Turn a TV On And Pat Yourself
On The Back.
He had forwarded the message to Robert Karlsson and Matt Browning, then settled down to watch the world change forever.
A tone rang out as a comms window opened up on the screen. Turner read the name of the caller, smiled, and clicked ACCEPT.
“Good morning, Prime Minister,” he said. “And well done, if you don’t mind me saying so.”
“Thank you, Major,” said the politician. “The credit belongs entirely to you and your Department.”
“How hard did you have to figh
t for the amnesty?” asked Turner. He had recommended it to the politician the morning after bringing him up to speed on the cure – it had been the key strategic recommendation of both the Security and Intelligence Divisions – and he was delighted to see it announced; he had not been at all confident that it would be.

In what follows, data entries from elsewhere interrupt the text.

use chrono::Utc;
use sqlx::{PgPool, Row};
use uuid::Uuid;

use crate::models::{Tweet, TweetWithOwner, UserCard};
use crate::utils::pagination::PageQuery;

const SORT_WHITELIST: &[(&str, &str)] = &[("createdAt", "t.created_at"), ("updatedAt", "t.updated_at")];

pub async fn create_tweet(
    pool: &PgPool,
    owner_id: Uuid,
    content: &str,
) -> Result<Tweet, sqlx::Error> {
    let now = Utc::now();

    sqlx::query_as::<_, Tweet>(
        r#"
        INSERT INTO tweets (id, content, owner_id, created_at, updated_at)
        VALUES ($1, $2, $3, $4, $4)
        RETURNING id, content, owner_id, created_at, updated_at
        "#,
    )
    .bind(Uuid::new_v4())
    .bind(content)
    .bind(owner_id)
    .bind(now)
    .fetch_one(pool)
    .await
}

pub async fn find_by_id(pool: &PgPool, id: Uuid) -> Result<Option<Tweet>, sqlx::Error> {
    sqlx::query_as::<_, Tweet>(
        r#"
        SELECT id, content, owner_id, created_at, updated_at
        FROM tweets
        WHERE id = $1
        "#,
    )
    .bind(id)
    .fetch_optional(pool)
    .await
}

/// Tweets of one author, author card denormalized.
pub async fn list_by_owner(
    pool: &PgPool,
    owner_id: Uuid,
    page: &PageQuery,
) -> Result<(Vec<TweetWithOwner>, i64), sqlx::Error> {
    let order_by = page.order_by(SORT_WHITELIST, "t.created_at");

    let sql = format!(
        r#"
        SELECT t.id, t.content, t.created_at,
               u.id AS owner_id, u.username AS owner_username,
               u.full_name AS owner_full_name, u.avatar_url AS owner_avatar_url
        FROM tweets t
        JOIN users u ON u.id = t.owner_id
        WHERE t.owner_id = $1
        ORDER BY {}
        LIMIT $2 OFFSET $3
        "#,
        order_by
    );

    let rows = sqlx::query(&sql)
        .bind(owner_id)
        .bind(page.limit())
        .bind(page.offset())
        .fetch_all(pool)
        .await?;

    let total_row = sqlx::query(
        r#"
        SELECT COUNT(*) AS count
        FROM tweets t
        JOIN users u ON u.id = t.owner_id
        WHERE t.owner_id = $1
        "#,
    )
    .bind(owner_id)
    .fetch_one(pool)
    .await?;

    let items = rows
        .iter()
        .map(|r| TweetWithOwner {
            id: r.get("id"),
            content: r.get("content"),
            created_at: r.get("created_at"),
            owner: UserCard {
                id: r.get("owner_id"),
                username: r.get("owner_username"),
                full_name: r.get("owner_full_name"),
                avatar_url: r.get("owner_avatar_url"),
            },
        })
        .collect();

    Ok((items, total_row.get::<i64, _>("count")))
}

pub async fn update_content(pool: &PgPool, id: Uuid, content: &str) -> Result<Tweet, sqlx::Error> {
    sqlx::query_as::<_, Tweet>(
        r#"
        UPDATE tweets SET content = $2, updated_at = NOW()
        WHERE id = $1
        RETURNING id, content, owner_id, created_at, updated_at
        "#,
    )
    .bind(id)
    .bind(content)
    .fetch_one(pool)
    .await
}

pub async fn delete_tweet(pool: &PgPool, id: Uuid) -> Result<bool, sqlx::Error> {
    let res = sqlx::query("DELETE FROM tweets WHERE id = $1")
        .bind(id)
        .execute(pool)
        .await?;

    Ok(res.rows_affected() > 0)
}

“Quite hard,” said the Prime Minister. “There was some … resistance, shall we say, from certain quarters.”
“I can imagine, sir,” said Turner.
“It was the right thing to do, though,” said the Prime Minster. “This has been a very good day, Major Turner, for the entire country. For the entire world, no less. Now we need to get to work.”

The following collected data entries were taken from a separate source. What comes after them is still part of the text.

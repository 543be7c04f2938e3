/// Comment endpoints, scoped to a video on the read/create side.
use actix_web::{web, HttpResponse};
use serde::Deserialize;
use sqlx::PgPool;
use uuid::Uuid;
use validator::Validate;

use crate::db::{comment_repo, video_repo};
use crate::error::{AppError, Result};
use crate::middleware::UserId;
use crate::services::ownership::ensure_owner;
use crate::utils::api_response::ApiResponse;
use crate::utils::pagination::{Page, PageQuery};
use crate::validators::{content_change, normalized_content};

#[derive(Debug, Deserialize, Validate)]
pub struct CommentPayload {
    #[validate(length(min = 1, max = 10000))]
    pub content: String,
}

/// GET /videos/{video_id}/comments
pub async fn get_video_comments(
    pool: web::Data<PgPool>,
    path: web::Path<String>,
    query: web::Query<PageQuery>,
) -> Result<HttpResponse> {
    let video_id = parse_id(&path, "Invalid video ID")?;

    if video_repo::find_by_id(pool.get_ref(), video_id).await?.is_none() {
        return Err(AppError::NotFound("Video not found".to_string()));
    }

    let (items, total) = comment_repo::list_for_video(pool.get_ref(), video_id, &query).await?;

    Ok(HttpResponse::Ok().json(ApiResponse::ok(
        200,
        Page::new(items, total, &query),
        "Comments fetched successfully",
    )))
}

/// POST /videos/{video_id}/comments
pub async fn add_comment(
    auth: UserId,
    pool: web::Data<PgPool>,
    path: web::Path<String>,
    payload: web::Json<CommentPayload>,
) -> Result<HttpResponse> {
    let video_id = parse_id(&path, "Invalid video ID")?;
    payload.validate()?;

    let content = normalized_content(&payload.content)
        .ok_or_else(|| AppError::BadRequest("Comment content cannot be empty".to_string()))?;

    if video_repo::find_by_id(pool.get_ref(), video_id).await?.is_none() {
        return Err(AppError::NotFound("Video not found".to_string()));
    }

    let comment = comment_repo::create_comment(pool.get_ref(), video_id, auth.0, &content).await?;

    Ok(HttpResponse::Created().json(ApiResponse::ok(
        201,
        comment,
        "Comment added successfully",
    )))
}

/// PATCH /comments/{id}
pub async fn update_comment(
    auth: UserId,
    pool: web::Data<PgPool>,
    path: web::Path<String>,
    payload: web::Json<CommentPayload>,
) -> Result<HttpResponse> {
    let id = parse_id(&path, "Invalid comment ID")?;

    if normalized_content(&payload.content).is_none() {
        return Err(AppError::BadRequest(
            "Comment content cannot be empty".to_string(),
        ));
    }

    let comment = comment_repo::find_by_id(pool.get_ref(), id)
        .await?
        .ok_or_else(|| AppError::NotFound("Comment not found".to_string()))?;
    ensure_owner(auth.0, &comment)?;

    let new_content = content_change(Some(&payload.content), &comment.content)
        .ok_or_else(|| AppError::BadRequest("No changes detected".to_string()))?;

    let updated = comment_repo::update_content(pool.get_ref(), id, &new_content).await?;

    Ok(HttpResponse::Ok().json(ApiResponse::ok(
        200,
        updated,
        "Comment updated successfully",
    )))
}

/// DELETE /comments/{id}
pub async fn delete_comment(
    auth: UserId,
    pool: web::Data<PgPool>,
    path: web::Path<String>,
) -> Result<HttpResponse> {
    let id = parse_id(&path, "Invalid comment ID")?;

    let comment = comment_repo::find_by_id(pool.get_ref(), id)
        .await?
        .ok_or_else(|| AppError::NotFound("Comment not found".to_string()))?;
    ensure_owner(auth.0, &comment)?;

    comment_repo::delete_comment(pool.get_ref(), id).await?;

    Ok(HttpResponse::Ok().json(ApiResponse::message_only(
        200,
        "Comment deleted successfully",
    )))
}

fn parse_id(raw: &str, message: &str) -> Result<Uuid> {
    Uuid::parse_str(raw).map_err(|_| AppError::BadRequest(message.to_string()))
}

“Yes, sir,” said Turner. “What do you need from me?”
“I’m going to be relying on your Operators to provide security at the hospitals,” said the Prime Minister. “Can I count on your help?”
“Of course,” said Turner.
“Good. We should have the location list within the hour.”
“I’ll have a plan drawn up as soon as I see it, sir.”
There was a long silence.
“This really is an incredible achievement, Major,” said the Prime Minister, eventually. “Your scientists have done a remarkable thing, and the people of this country are going to be immensely grateful to you all.”
“Thank you, sir,” he said. “I’ll make sure the Lazarus staff know that.”
“Good,” said the Prime Minister. “Thank you, Major. I’ll be in touch later today.”
“Goodbye, sir.”
“Goodbye.”
There was a loud click as the connection was cut. For almost a minute, Paul Turner didn’t move; his mind had been overwhelmed by a wave of emotions that had become unfamiliar in recent months and years.
Pride. Satisfaction. Optimism.
Happiness.
Jamie stared through the window in the infirmary door with a lump in his throat and familiar anger in his stomach.
He knew that taking the cure had been his mother’s choice, and he knew it was not one she would have made lightly, but the sight of her lying in a hospital bed still hurt his heart. The anger churning through him was due to another decision that had been made: to place the infirmary off-limits to everyone apart from the medical staff and members of the Lazarus Project. He understood the reasoning, but it was nonetheless a source of great frustration; when he had reached the long white room after his awful confrontation with Matt in the Lazarus laboratory, his mother had been sleeping off the surgery to repair her broken arm, and by the time he had tried to see her the next morning, the new order had been given. As a result, he had not been able to see her since she had been cured, more than a week ago.